*** Opening of MATERIAL PROVIDED ***

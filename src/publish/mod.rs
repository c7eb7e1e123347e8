//! Publishing of newly written CSV files
//!
//! The orchestrator hands a publisher the paths written during a session,
//! only after every write has completed.

mod git;

pub use git::GitPublisher;

use async_trait::async_trait;
use std::path::PathBuf;
use thiserror::Error;

/// Errors raised while publishing
#[derive(Debug, Error)]
pub enum PublishError {
    #[error("Failed to run git {step}: {source}")]
    Spawn {
        step: &'static str,
        source: std::io::Error,
    },

    #[error("git {step} exited with {status}: {stderr}")]
    Command {
        step: &'static str,
        status: String,
        stderr: String,
    },
}

/// What a publish call did
#[derive(Debug, Clone, PartialEq, Eq)]
pub enum PublishOutcome {
    /// Publishing is turned off
    Disabled,
    /// Nothing was handed over or nothing changed
    Unchanged,
    /// Files were committed and pushed; holds the short commit hash when known
    Published { commit: Option<String> },
}

/// Receives the files written by a session
#[async_trait]
pub trait Publisher: Send + Sync {
    /// Publishes `paths` with a commit message
    ///
    /// # Arguments
    ///
    /// * `paths` - Newly written CSV files
    /// * `message` - Description of the change
    async fn publish(
        &self,
        paths: &[PathBuf],
        message: &str,
    ) -> Result<PublishOutcome, PublishError>;
}

/// Publisher used when publishing is disabled
#[derive(Debug, Clone, Copy, Default)]
pub struct NoopPublisher;

#[async_trait]
impl Publisher for NoopPublisher {
    async fn publish(
        &self,
        paths: &[PathBuf],
        _message: &str,
    ) -> Result<PublishOutcome, PublishError> {
        tracing::debug!(files = paths.len(), "Publishing disabled");
        Ok(PublishOutcome::Disabled)
    }
}
//! Archive identification and extraction
//!
//! An archive is one compressed daily file on the source site, identified by
//! its date and kind. This module builds its URL and turns its bytes into
//! canonical UTF-8 text.

mod decode;
mod extractor;

pub use decode::{decode_shift_jis, DecodedText, REPLACEMENT};
pub use extractor::{ArchiveExtractor, ExtractError, ExtractedText};

use chrono::NaiveDate;
use std::fmt;
use url::Url;

/// The two archive families published per day
#[derive(Debug, Clone, Copy, PartialEq, Eq, Hash, PartialOrd, Ord)]
pub enum ArchiveKind {
    /// Race results (`K` files)
    Result,
    /// Race programs (`B` files)
    Program,
}

impl ArchiveKind {
    /// Directory on the source site (`K` or `B`)
    pub fn source_dir(&self) -> &'static str {
        match self {
            Self::Result => "K",
            Self::Program => "B",
        }
    }

    /// File name prefix on the source site (`k` or `b`)
    pub fn file_prefix(&self) -> &'static str {
        match self {
            Self::Result => "k",
            Self::Program => "b",
        }
    }

    /// Directory of the CSV archive this kind is written to
    pub fn output_dir(&self) -> &'static str {
        match self {
            Self::Result => "results",
            Self::Program => "programs",
        }
    }

    pub fn as_str(&self) -> &'static str {
        match self {
            Self::Result => "result",
            Self::Program => "program",
        }
    }
}

impl fmt::Display for ArchiveKind {
    fn fmt(&self, f: &mut fmt::Formatter<'_>) -> fmt::Result {
        f.write_str(self.as_str())
    }
}

/// One (date, kind) archive to acquire
#[derive(Debug, Clone, PartialEq, Eq)]
pub struct ArchiveRequest {
    date: NaiveDate,
    kind: ArchiveKind,
    url: Url,
}

impl ArchiveRequest {
    /// Builds the request for `date` and `kind` below `base`
    ///
    /// # Example
    ///
    /// ```
    /// use chrono::NaiveDate;
    /// use kyotei_archive::archive::{ArchiveKind, ArchiveRequest};
    /// use url::Url;
    ///
    /// let base = Url::parse("https://www1.mbrace.or.jp/od2").unwrap();
    /// let date = NaiveDate::from_ymd_opt(2023, 12, 1).unwrap();
    /// let request = ArchiveRequest::new(&base, date, ArchiveKind::Result).unwrap();
    /// assert_eq!(
    ///     request.url().as_str(),
    ///     "https://www1.mbrace.or.jp/od2/K/202312/k231201.lzh"
    /// );
    /// ```
    pub fn new(base: &Url, date: NaiveDate, kind: ArchiveKind) -> Result<Self, url::ParseError> {
        let url = archive_url(base, date, kind)?;
        Ok(Self { date, kind, url })
    }

    pub fn date(&self) -> NaiveDate {
        self.date
    }

    pub fn kind(&self) -> ArchiveKind {
        self.kind
    }

    pub fn url(&self) -> &Url {
        &self.url
    }
}

/// Builds `{base}/{K|B}/{YYYYMM}/{k|b}{YYMMDD}.lzh`
pub fn archive_url(base: &Url, date: NaiveDate, kind: ArchiveKind) -> Result<Url, url::ParseError> {
    let mut base = base.clone();
    if !base.path().ends_with('/') {
        let path = format!("{}/", base.path());
        base.set_path(&path);
    }

    let relative = format!(
        "{}/{}/{}{}.lzh",
        kind.source_dir(),
        date.format("%Y%m"),
        kind.file_prefix(),
        date.format("%y%m%d")
    );
    base.join(&relative)
}
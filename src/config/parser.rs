use crate::config::types::Config;
use crate::config::validation::validate;
use crate::ConfigError;
use sha2::{Digest, Sha256};
use std::path::Path;

/// Loads and parses a configuration file from the given path
///
/// # Arguments
///
/// * `path` - Path to the TOML configuration file
///
/// # Returns
///
/// * `Ok(Config)` - Successfully loaded and validated configuration
/// * `Err(ConfigError)` - Failed to load, parse, or validate the configuration
pub fn load_config(path: &Path) -> Result<Config, ConfigError> {
    let content = std::fs::read_to_string(path)?;
    parse_config(&content)
}

/// Parses and validates configuration text
pub fn parse_config(content: &str) -> Result<Config, ConfigError> {
    let config: Config = toml::from_str(content)?;
    validate(&config)?;
    Ok(config)
}

/// Computes a SHA-256 hash of the configuration file content
///
/// The hash is logged at start-up and printed in the session summary so two
/// runs can be compared.
pub fn compute_config_hash(path: &Path) -> Result<String, ConfigError> {
    let content = std::fs::read(path)?;
    Ok(hash_bytes(&content))
}

/// Loads a configuration and returns both the config and its hash
pub fn load_config_with_hash(path: &Path) -> Result<(Config, String), ConfigError> {
    let content = std::fs::read_to_string(path)?;
    let config = parse_config(&content)?;
    Ok((config, hash_bytes(content.as_bytes())))
}

fn hash_bytes(content: &[u8]) -> String {
    let mut hasher = Sha256::new();
    hasher.update(content);
    hex::encode(hasher.finalize())
}
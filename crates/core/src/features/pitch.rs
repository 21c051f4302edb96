use serde::{Deserialize, Serialize};

/// Frames whose centered standard deviation falls below this are treated as silent.
const MIN_FRAME_STD: f64 = 1e-6;

#[derive(Clone, Copy, Debug, Serialize, Deserialize, PartialEq)]
pub struct PitchEstimate {
    /// Fundamental frequency in Hz, `0.0` when unvoiced.
    pub f0_hz: f32,
    pub voiced: bool,
    /// Normalized autocorrelation `R[peak] / R[0]` at the chosen lag.
    pub strength: f32,
}

impl PitchEstimate {
    pub const UNVOICED: Self = Self {
        f0_hz: 0.0,
        voiced: false,
        strength: 0.0,
    };
}

/// Autocorrelation F0 estimator.
///
/// The lag search covers `ceil(sr / f_max) ..= floor(sr / f_min)`; a frame is voiced when the
/// normalized peak exceeds the voicing threshold.
#[derive(Clone, Debug)]
pub struct PitchTracker {
    sample_rate: u32,
    min_lag: usize,
    max_lag: usize,
    voicing_threshold: f32,
}

impl PitchTracker {
    pub fn new(sample_rate: u32, f_min_hz: f32, f_max_hz: f32, voicing_threshold: f32) -> Self {
        let sr = f64::from(sample_rate);
        let min_lag = (sr / f64::from(f_max_hz)).ceil().max(1.0) as usize;
        let max_lag = (sr / f64::from(f_min_hz)).floor().max(0.0) as usize;
        Self {
            sample_rate,
            min_lag,
            max_lag,
            voicing_threshold,
        }
    }

    pub fn lag_range(&self) -> (usize, usize) {
        (self.min_lag, self.max_lag)
    }

    pub fn estimate(&self, frame: &[f32]) -> PitchEstimate {
        let n = frame.len();
        if n < 2 {
            return PitchEstimate::UNVOICED;
        }

        let mean = frame.iter().map(|&x| f64::from(x)).sum::<f64>() / n as f64;
        let centered: Vec<f64> = frame.iter().map(|&x| f64::from(x) - mean).collect();

        let r0: f64 = centered.iter().map(|x| x * x).sum();
        if (r0 / n as f64).sqrt() < MIN_FRAME_STD {
            return PitchEstimate::UNVOICED;
        }

        let max_lag = self.max_lag.min(n - 1);
        if max_lag < self.min_lag {
            return PitchEstimate::UNVOICED;
        }

        let mut best_lag = self.min_lag;
        let mut best_r = f64::NEG_INFINITY;
        for lag in self.min_lag..=max_lag {
            let r: f64 = centered[..n - lag]
                .iter()
                .zip(&centered[lag..])
                .map(|(a, b)| a * b)
                .sum();
            // strict comparison keeps the first maximum
            if r > best_r {
                best_r = r;
                best_lag = lag;
            }
        }

        let strength = (best_r / r0) as f32;
        if strength > self.voicing_threshold {
            PitchEstimate {
                f0_hz: self.sample_rate as f32 / best_lag as f32,
                voiced: true,
                strength,
            }
        } else {
            PitchEstimate {
                strength,
                ..PitchEstimate::UNVOICED
            }
        }
    }
}
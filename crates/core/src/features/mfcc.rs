use rustfft::{num_complex::Complex32, Fft, FftPlanner};
use std::f64::consts::PI;
use std::sync::Arc;

use super::MFCC_COEFFS;

/// Mel-frequency cepstral coefficient extractor for fixed-size frames.
///
/// Pipeline per frame: Hann window, power spectrum, triangular mel filterbank, natural log
/// (floored), cosine transform keeping the first [`MFCC_COEFFS`] coefficients. The FFT plan,
/// window, filterbank and cosine table are built once; `extract` only allocates its scratch
/// spectrum, so one extractor can be shared across threads.
pub struct MfccExtractor {
    n_fft: usize,
    fft: Arc<dyn Fft<f32>>,
    window: Vec<f32>,
    filter_bank: Vec<Vec<f32>>, // [mel_band][fft_bin]
    dct: Vec<Vec<f32>>,         // [coefficient][mel_band]
    log_floor: f32,
}

impl MfccExtractor {
    pub fn new(sample_rate: u32, n_fft: usize, n_mels: usize, log_floor: f32) -> Self {
        let mut planner = FftPlanner::<f32>::new();
        let fft = planner.plan_fft_forward(n_fft);
        Self {
            n_fft,
            fft,
            window: hann_window(n_fft),
            filter_bank: mel_filter_bank(n_mels, n_fft, sample_rate),
            dct: cosine_table(MFCC_COEFFS, n_mels),
            log_floor,
        }
    }

    pub fn n_fft(&self) -> usize {
        self.n_fft
    }

    /// Frames shorter than `n_fft` are zero-padded, longer ones truncated.
    pub fn extract(&self, frame: &[f32]) -> [f32; MFCC_COEFFS] {
        let mut buf: Vec<Complex32> = (0..self.n_fft)
            .map(|i| {
                let x = frame.get(i).copied().unwrap_or(0.0);
                Complex32::new(x * self.window[i], 0.0)
            })
            .collect();
        self.fft.process(&mut buf);

        let power: Vec<f32> = buf[..self.n_fft / 2 + 1]
            .iter()
            .map(|c| c.norm_sqr())
            .collect();

        let log_mel: Vec<f32> = self
            .filter_bank
            .iter()
            .map(|filt| {
                let e: f32 = filt.iter().zip(&power).map(|(w, p)| w * p).sum();
                e.max(self.log_floor).ln()
            })
            .collect();

        let mut out = [0.0f32; MFCC_COEFFS];
        for (coeff, row) in out.iter_mut().zip(&self.dct) {
            *coeff = row.iter().zip(&log_mel).map(|(c, m)| c * m).sum();
        }
        out
    }
}

impl std::fmt::Debug for MfccExtractor {
    fn fmt(&self, f: &mut std::fmt::Formatter<'_>) -> std::fmt::Result {
        f.debug_struct("MfccExtractor")
            .field("n_fft", &self.n_fft)
            .field("n_mels", &self.filter_bank.len())
            .field("log_floor", &self.log_floor)
            .finish()
    }
}

pub fn hz_to_mel(hz: f64) -> f64 {
    2595.0 * (1.0 + hz / 700.0).log10()
}

pub fn mel_to_hz(mel: f64) -> f64 {
    700.0 * (10f64.powf(mel / 2595.0) - 1.0)
}

/// Symmetric Hann window (`0.5 - 0.5 cos(2πn / (N-1))`).
fn hann_window(n: usize) -> Vec<f32> {
    if n < 2 {
        return vec![1.0; n];
    }
    (0..n)
        .map(|i| (0.5 - 0.5 * (2.0 * PI * i as f64 / (n - 1) as f64).cos()) as f32)
        .collect()
}

/// Triangular filters evenly spaced on the mel scale from 0 Hz to Nyquist, returned as
/// `n_mels` rows over the `n_fft / 2 + 1` power-spectrum bins.
pub(crate) fn mel_filter_bank(n_mels: usize, n_fft: usize, sample_rate: u32) -> Vec<Vec<f32>> {
    let n_bins = n_fft / 2 + 1;
    let sr = f64::from(sample_rate);
    let mel_max = hz_to_mel(sr / 2.0);

    let edges: Vec<usize> = (0..n_mels + 2)
        .map(|i| {
            let mel = mel_max * i as f64 / (n_mels + 1) as f64;
            let bin = ((n_fft + 1) as f64 * mel_to_hz(mel) / sr).floor();
            (bin.max(0.0) as usize).min(n_bins - 1)
        })
        .collect();

    let mut bank = vec![vec![0.0f32; n_bins]; n_mels];
    for (m, filt) in bank.iter_mut().enumerate() {
        let (lo, center, hi) = (edges[m], edges[m + 1], edges[m + 2]);
        if center > lo {
            for (k, w) in filt.iter_mut().enumerate().take(center).skip(lo) {
                *w = (k - lo) as f32 / (center - lo) as f32;
            }
        }
        if hi > center {
            for (k, w) in filt.iter_mut().enumerate().take(hi).skip(center) {
                *w = (hi - k) as f32 / (hi - center) as f32;
            }
        }
    }
    bank
}

/// `table[n][k] = cos(π n (k + 0.5) / n_mels)`.
fn cosine_table(n_coeffs: usize, n_mels: usize) -> Vec<Vec<f32>> {
    (0..n_coeffs)
        .map(|n| {
            (0..n_mels)
                .map(|k| (PI * n as f64 * (k as f64 + 0.5) / n_mels as f64).cos() as f32)
                .collect()
        })
        .collect()
}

*** Close of MATERIAL PROVIDED ***

WORK TO COMPLETE: Show each line of the listing that holds the string "step".

SOLUTION FOR THIS PROBLEM:
    #[error("Failed to run git {step}: {source}")]
        step: &'static str,
    #[error("git {step} exited with {status}: {stderr}")]
        step: &'static str,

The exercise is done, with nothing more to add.